When a child dies unexpectedly or traumatically, parents rarely have help finding support for themselves or the rest of their family. A new $6,155,096 million research grant, recently awarded to Dr. Kelly Michelson of Northwestern University and the Ann & Robert H. Lurie Children's Hospital of Chicago, Dr. Stacy Tessler Lindau of the University of Chicago and Ms. Kristin James of Missing Pieces will fund a study that will examine strategies to help parents find community resources to cope and grieve during this fragile time.
"The death of a child is a family's worst nightmare," said Michelson, professor of bioethics and medical humanities and pediatric critical care at Northwestern University Feinberg School of Medicine and a critical care physician at Lurie Children's. "This work will help these families by studying two different strategies for getting parents whose child has died traumatically or unexpectedly to the community resources they so desperately need."
The study, "The Missing Pieces Trial: A Multi-Site Pragmatic Comparative Effectiveness Trial of Interventions to Support Parents After Their Child's Unexpected or Traumatic Death," is a collaborative effort involving Northwestern, Lurie Children's; the University of Chicago; Missing Pieces, a program of The HAP Foundation, which partners with Chicagoland organizations to support people after a child dies; and numerous stakeholders, including bereaved parents, coroners, medical examiners and community organizations across the Chicagoland area.

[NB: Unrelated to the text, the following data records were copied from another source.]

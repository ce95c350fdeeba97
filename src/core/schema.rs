//! Typed shapes for every externally sourced payload.
//!
//! Values of these types only come out of [`crate::core::validate`]; internal
//! logic never inspects raw JSON. Serializing a value reproduces the wire
//! spelling the validator accepts, so validation of the serialized form
//! yields an equal value.

use serde::Serialize;
use serde_json::{Map, Value};

/// A validated model response (one merged `generateContent` result).
#[derive(Debug, Clone, PartialEq, Serialize)]
#[serde(rename_all = "camelCase")]
pub struct ModelResponse {
    pub candidates: Vec<Candidate>,
    #[serde(skip_serializing_if = "Option::is_none")]
    pub prompt_feedback: Option<PromptFeedback>,
}

#[derive(Debug, Clone, PartialEq, Serialize)]
#[serde(rename_all = "camelCase")]
pub struct Candidate {
    #[serde(skip_serializing_if = "Option::is_none")]
    pub content: Option<CandidateContent>,
    #[serde(skip_serializing_if = "Option::is_none")]
    pub finish_reason: Option<String>,
    #[serde(skip_serializing_if = "Option::is_none")]
    pub safety_response: Option<SafetyResponse>,
}

#[derive(Debug, Clone, PartialEq, Serialize)]
pub struct CandidateContent {
    #[serde(skip_serializing_if = "Option::is_none")]
    pub role: Option<String>,
    pub parts: Vec<Part>,
}

/// The safety gate attached to a candidate. When `require_confirmation` is
/// set, browser actions of that response wait for the user.
#[derive(Debug, Clone, PartialEq, Eq, Serialize)]
#[serde(rename_all = "camelCase")]
pub struct SafetyResponse {
    pub require_confirmation: bool,
    #[serde(skip_serializing_if = "Option::is_none")]
    pub message: Option<String>,
}

#[derive(Debug, Clone, PartialEq, Eq, Serialize)]
#[serde(rename_all = "camelCase")]
pub struct PromptFeedback {
    #[serde(skip_serializing_if = "Option::is_none")]
    pub block_reason: Option<String>,
}

/// One content part. Exactly one discriminating key is present on the wire.
#[derive(Debug, Clone, PartialEq, Serialize)]
pub enum Part {
    #[serde(rename = "text")]
    Text(String),
    #[serde(rename = "functionCall")]
    FunctionCall(FunctionCall),
    #[serde(rename = "function_response")]
    FunctionResponse(Value),
    #[serde(rename = "inline_data")]
    InlineData(InlineData),
}

#[derive(Debug, Clone, PartialEq, Serialize)]
pub struct FunctionCall {
    #[serde(skip_serializing_if = "Option::is_none")]
    pub id: Option<String>,
    pub name: String,
    pub args: Map<String, Value>,
}

#[derive(Debug, Clone, PartialEq, Eq, Serialize)]
pub struct InlineData {
    pub mime_type: String,
    pub data: String,
}

impl ModelResponse {
    pub fn primary(&self) -> Option<&Candidate> {
        self.candidates.first()
    }

    pub fn block_reason(&self) -> Option<&str> {
        self.prompt_feedback
            .as_ref()
            .and_then(|feedback| feedback.block_reason.as_deref())
            .filter(|reason| !reason.trim().is_empty())
    }
}

impl Candidate {
    pub fn parts(&self) -> &[Part] {
        self.content
            .as_ref()
            .map(|content| content.parts.as_slice())
            .unwrap_or(&[])
    }

    /// Concatenated text of every text part, in order.
    pub fn text(&self) -> String {
        self.parts()
            .iter()
            .filter_map(|part| match part {
                Part::Text(text) => Some(text.as_str()),
                _ => None,
            })
            .collect()
    }

    /// Function calls in emission order.
    pub fn function_calls(&self) -> Vec<&FunctionCall> {
        self.parts()
            .iter()
            .filter_map(|part| match part {
                Part::FunctionCall(call) => Some(call),
                _ => None,
            })
            .collect()
    }

    pub fn requires_confirmation(&self) -> bool {
        self.safety_response
            .as_ref()
            .is_some_and(|safety| safety.require_confirmation)
    }
}

/// A validated session-bootstrap response.
#[derive(Debug, Clone, PartialEq, Eq, Serialize)]
pub struct SessionPayload {
    pub session_id: String,
    pub chat_session_mcp_url: String,
    #[serde(rename = "tool_router_instance_mcp_url")]
    pub tool_router_mcp_url: String,
    #[serde(rename = "expires_in", skip_serializing_if = "Option::is_none")]
    pub expires_in_secs: Option<u64>,
    #[serde(rename = "expires_at", skip_serializing_if = "Option::is_none")]
    pub expires_at_ms: Option<i64>,
}

/// Element geometry reported by the content script.
#[derive(Debug, Clone, PartialEq, Serialize)]
pub struct ElementBounds {
    pub left: f64,
    pub top: f64,
    pub width: f64,
    pub height: f64,
}

/// A validated browser action result.
#[derive(Debug, Clone, PartialEq, Serialize)]
#[serde(rename_all = "camelCase")]
pub struct ActionResponse {
    pub success: bool,
    #[serde(skip_serializing_if = "Option::is_none")]
    pub message: Option<String>,
    #[serde(skip_serializing_if = "Option::is_none")]
    pub error: Option<String>,
    #[serde(skip_serializing_if = "Option::is_none")]
    pub data: Option<Value>,
    #[serde(skip_serializing_if = "Option::is_none")]
    pub element: Option<String>,
    #[serde(skip_serializing_if = "Option::is_none")]
    pub element_bounds: Option<ElementBounds>,
    #[serde(skip_serializing_if = "Option::is_none")]
    pub text: Option<String>,
    #[serde(skip_serializing_if = "Option::is_none")]
    pub screenshot: Option<String>,
}

/// A validated screenshot result. `screenshot` is always an image data URL.
#[derive(Debug, Clone, PartialEq, Eq, Serialize)]
pub struct ScreenshotResponse {
    pub success: bool,
    #[serde(skip_serializing_if = "Option::is_none")]
    pub error: Option<String>,
    #[serde(skip_serializing_if = "Option::is_none")]
    pub screenshot: Option<String>,
}

/// The generic MCP `tools/call` result envelope.
#[derive(Debug, Clone, PartialEq, Serialize)]
#[serde(rename_all = "camelCase")]
pub struct ToolEnvelope {
    pub content: Vec<Value>,
    #[serde(skip_serializing_if = "Option::is_none")]
    pub is_error: Option<bool>,
    #[serde(skip_serializing_if = "Option::is_none")]
    pub structured_content: Option<Map<String, Value>>,
}

impl ToolEnvelope {
    pub fn is_error(&self) -> bool {
        self.is_error.unwrap_or(false)
    }
}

"While our main goal is to help families, we will also study the impact of our work on medical examiners and coroners and on community organizations that provide crucially needed support for families during these tragic situations," said Michelson, who directs the Institute for Public Health and Medicine's Center for Bioethics and Medical Humanities at Feinberg.
Michelson received the award from the Patient-Centered Outcomes Research Institute (PCORI), the leading funder of patient-centered comparative clinical effectiveness research in the U.S.
"This project was selected for PCORI funding not only for its scientific merit and commitment to engaging patients and other health care stakeholders, but also for its conduct in real-world settings," said PCORI executive director Dr. Nakela L. Cook. "It has the potential to answer an important question about how to support parents after the unexpected or traumatic death of their child and fill a crucial evidence gap."
"For a decade, we have been working in primary care, emergency care and hospital settings to connect families to local resources that help everyone stay well, manage illnesses and care for others," said Dr. Stacy Tessler Lindau, the Catherine Lindsay Dobson Professor of Obstetrics and Gynecology and professor of medicine at the University of Chicago who also is a principal investigator for the project. "This study builds on everything we know about how to overcome health and human services system gaps. Through a randomized controlled trial, in partnership with families, coroners, medical examiners and grief experts, we aim to identify evidence-based strategies to ensure families with a sudden and traumatic loss of a child can find the community support they need."
The study was selected through a highly competitive review process in which patients, caregivers and other stakeholders joined scientists to evaluate the proposals. It was selected for funding through a PCORI program designed to support research that produces results that are broadly applicable to a diverse range of patients and care situations and can be more quickly taken up in routine clinical practice.
"This is an exciting opportunity to collaborate with the Ann & Robert H. Lurie Children's Hospital of Chicago, University of Chicago and PCORI to advance necessary research around grief after child loss," said Joseph P. Matty, president of The HAP Foundation, which operates the Missing Pieces program. "In our commitment to improve care and support grieving families through Missing Pieces, we look forward to the results of this study to gain a better understanding of best practices for serving parents and siblings."
Many clinical studies test whether an approach to care works under carefully controlled conditions in specialized research centers, but health care is rarely delivered in such optimized situations and settings. Pragmatic clinical studies test a treatment's effectiveness in "real-world" practice situations, such as typical hospitals and outpatient clinics, and also can include a wider range of study participants, making their findings more generally applicable.